И здесь вполне уместно вспомнить великого русского композитора Георгия Васильевича Свиридова, его записные книжки, объединенные в книгу “Музыка как судьба”:

“Ненависть в литературной среде к Астафьеву, Абрамову, Белову, Распутину — это ненависть к народному сознанию, народному строю чувств и мыслей ”.

“Эпоха брежневского консерватизма была не так уж плоха. Это была эпоха глубоких предчувствий. В ней вызревала большая национальная мысль, находившая себе сильное творческое выражение. Я имею в виду творчество Ф. Абрамова, В. Шукшина, плеяды поэтов: Н. Рубцова, А. Передреева, С. Куняева, А. Прасолова, Вл. Соколова, О. Чухонцева (еще кто?), Викт. Астафьева, В. Белова, Ю. Бондарева, Е. Носова, В. Крупина, В. Распутина, русскую критику: В. Кожинова, М. Лобанова, В. Гусева и др. Деятельность этих людей невозможно сбросить со счетов”.

Но и русские патриоты не прощали Астафьеву его роковых противоречий, если вспомнить мудрую статью Ксении Мяло “Мертвых проклятья”, посвя­щенную роману “Прокляты и убиты”, или строки из книги бывшего блокад­ника, профессора Ленинградского университета Сергея Лаврова “Лев Гумилев: судьба и идеи”:

“В отличие от В. Астафьева, не думали блокадники о сдаче города и в те дни, когда казалось — все кончено и вот-вот... Я был в Ленинграде до марта 1942 г., и ни в очередях за хлебом, ни в разговорах знакомых моих родителей (а это была вузовская интеллигенция, казалось бы, изначально “трусоватая”), ни в школе (а мы до ноября 1941 г. учились в Петровской школе — ныне Нахимовское училище) не слышал я подобных разговоров. Можно, конечно, объяснить это боязнью, но власть ругали отчаянно, не стесняясь; нажим органов был ослаблен. Умереть, но не быть под немцем — это была не фраза, а настрой, практически всеобщий” .

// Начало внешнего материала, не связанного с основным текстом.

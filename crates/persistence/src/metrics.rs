//! Database metrics collection.

use metrics::{counter, gauge, histogram};
use sqlx::PgPool;
use std::time::Instant;

/// Record database query duration.
pub fn record_query_duration(query_name: &str, duration_secs: f64) {
    histogram!(
        "database_query_duration_seconds",
        "query" => query_name.to_string()
    )
    .record(duration_secs);
}

/// Record connection pool gauges. Called when metrics are scraped.
pub fn record_pool_metrics(pool: &PgPool) {
    let size = pool.size() as usize;
    let idle = pool.num_idle();
    let active = size.saturating_sub(idle);

    gauge!("database_connections_active").set(active as f64);
    gauge!("database_connections_idle").set(idle as f64);
    gauge!("database_connections_total").set(size as f64);
}

/// Times one repository query.
///
/// ```ignore
/// let timer = QueryTimer::new("find_system_setting");
/// let result = sqlx::query_as::<_, SystemSettingEntity>(...).fetch_optional(&pool).await;
/// timer.finish(&result);
/// ```
pub struct QueryTimer {
    query_name: &'static str,
    start: Instant,
}

impl QueryTimer {
    pub fn new(query_name: &'static str) -> Self {
        Self {
            query_name,
            start: Instant::now(),
        }
    }

    /// Records the duration, and an error count when `result` failed.
    pub fn finish<T, E>(self, result: &Result<T, E>) {
        record_query_duration(self.query_name, self.start.elapsed().as_secs_f64());
        if result.is_err() {
            counter!("database_query_errors_total", "query" => self.query_name).increment(1);
        }
    }
}
//! Persistence layer for the hotel settings backend.
//!
//! This crate contains:
//! - Database connection management
//! - Entity definitions (database row mappings)
//! - Repository implementations, including the PostgreSQL settings backend

pub mod db;
pub mod entities;
pub mod metrics;
pub mod repositories;
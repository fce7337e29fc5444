//! Admin settings management handlers.
//!
//! Mounted under `/api/v1/admin/settings` behind [`crate::middleware::require_admin`].

use axum::{
    extract::{Path, State},
    http::StatusCode,
    routing::{get, post},
    Json, Router,
};
use serde::Serialize;
use tracing::info;
use validator::Validate;

use domain::models::{
    BulkUpdateSettingsRequest, BulkUpdateSettingsResponse, CategorySettings, GroupedSettings,
    SettingDetailResponse, UpsertSettingRequest,
};

use crate::app::AppState;
use crate::error::ApiError;

/// Response after clearing the settings cache.
#[derive(Debug, Serialize)]
pub struct ClearCacheResponse {
    pub cleared: usize,
}

pub fn router() -> Router<AppState> {
    Router::new()
        .route("/", get(list_settings).patch(bulk_update_settings))
        .route("/categories/:category", get(get_category))
        .route("/cache/clear", post(clear_cache))
        .route(
            "/:key",
            get(get_setting).put(upsert_setting).delete(delete_setting),
        )
}

/// GET /api/v1/admin/settings
///
/// Every setting grouped by category.
pub async fn list_settings(State(state): State<AppState>) -> Result<Json<GroupedSettings>, ApiError> {
    Ok(Json(state.settings.try_get_all_grouped().await?))
}

/// GET /api/v1/admin/settings/categories/:category
pub async fn get_category(
    State(state): State<AppState>,
    Path(category): Path<String>,
) -> Result<Json<CategorySettings>, ApiError> {
    Ok(Json(state.settings.try_get_by_category(&category).await?))
}

/// GET /api/v1/admin/settings/:key
///
/// Stored and coerced value with metadata; 404 when the key does not exist.
pub async fn get_setting(
    State(state): State<AppState>,
    Path(key): Path<String>,
) -> Result<Json<SettingDetailResponse>, ApiError> {
    let setting = state
        .settings
        .describe(&key)
        .await?
        .ok_or_else(|| ApiError::NotFound(format!("Setting '{}' not found", key)))?;
    Ok(Json(setting.into()))
}

/// PUT /api/v1/admin/settings/:key
///
/// Creates or replaces a setting and returns the stored row.
pub async fn upsert_setting(
    State(state): State<AppState>,
    Path(key): Path<String>,
    Json(request): Json<UpsertSettingRequest>,
) -> Result<Json<SettingDetailResponse>, ApiError> {
    request.validate()?;

    let setting = request.into_new_setting(&key);
    let setting_type = setting.setting_type;
    state.settings.set(setting).await?;
    info!(key = %key, setting_type = %setting_type, "Setting updated via admin API");

    let stored = state
        .settings
        .describe(&key)
        .await?
        .ok_or_else(|| ApiError::Internal(format!("Setting '{}' missing after write", key)))?;
    Ok(Json(stored.into()))
}

/// PATCH /api/v1/admin/settings
///
/// Updates the values of several existing settings in one transaction.
/// Keys that do not exist are skipped and reported under `skipped`.
pub async fn bulk_update_settings(
    State(state): State<AppState>,
    Json(request): Json<BulkUpdateSettingsRequest>,
) -> Result<Json<BulkUpdateSettingsResponse>, ApiError> {
    let updates = request.raw_values();
    let requested: Vec<String> = updates.keys().cloned().collect();

    let updated = state.settings.update_multiple(updates).await?;
    let response = BulkUpdateSettingsResponse::from_outcome(&requested, updated);
    info!(
        updated = response.updated.len(),
        skipped = response.skipped.len(),
        "Settings bulk-updated via admin API"
    );

    Ok(Json(response))
}

/// DELETE /api/v1/admin/settings/:key
pub async fn delete_setting(
    State(state): State<AppState>,
    Path(key): Path<String>,
) -> Result<StatusCode, ApiError> {
    if state.settings.delete(&key).await? {
        info!(key = %key, "Setting deleted via admin API");
        Ok(StatusCode::NO_CONTENT)
    } else {
        Err(ApiError::NotFound(format!("Setting '{}' not found", key)))
    }
}

/// POST /api/v1/admin/settings/cache/clear
pub async fn clear_cache(State(state): State<AppState>) -> Json<ClearCacheResponse> {
    let cleared = state.settings.cached_len();
    state.settings.clear_cache();
    info!(cleared = cleared, "Settings cache cleared via admin API");
    Json(ClearCacheResponse { cleared })
}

“Снисходительно-благодушный к своим оппонентам из “русского лагеря”, с которыми он все более расходится в 1990-е годы, Астафьев мгновенно загорается яростью, как только речь заходит о не угодивших ему евреях-авторах, особенно если кто-то из них позволил себе, не дай Бог, критику по его, Астафьева, адресу” , — пишет Азадовский. Какова эта “снисходи­тельность” и каково это “благодушие”, видно из книги “Крест бесконечный. В. Астафьев — В. Курбатов: Письма из глубины России”, прекрасно известной Азадовскому. В письме от 4 апреля 1998 года Астафьев пишет Валентину Курбатову, сообщая о работе над собранием сочинений в 15-ти томах, профинан­сированным Ельциным: “Последние тома выдались особенно трудоемкие: 12-й — публицистика, 13-й сборный — новая повесть, восстановленный рассказ “Ловля пескарей в Грузии” и послесловие к нему более самого рассказа (“самое позорное”, по мнению Азадовского. — С. К. ), где позволил себе сказать все, что было, все, что я думаю по поводу сего времени, и попутно о гнусных воспоминаниях Викулова и не менее гнусном поведении журнала “Наш современник”, его нонешнего редактора и авторов вроде Василия Белова, который совсем сдурел, или, лучше сказать по-хохляцки, “с гдузду зъихав”, и никто не смеет ему суперечить”. Это, “позволенное себе” Астафьевым, Азадовский не цитирует, не ставит слова Астафьева в укор Белову и “Нашему современнику”, ибо задача критика кардинально поменялась. Астафьева надо добить. Дотоптать. Чтобы ни одного “светлого пятнышка” в глазах “демократов” не осталось.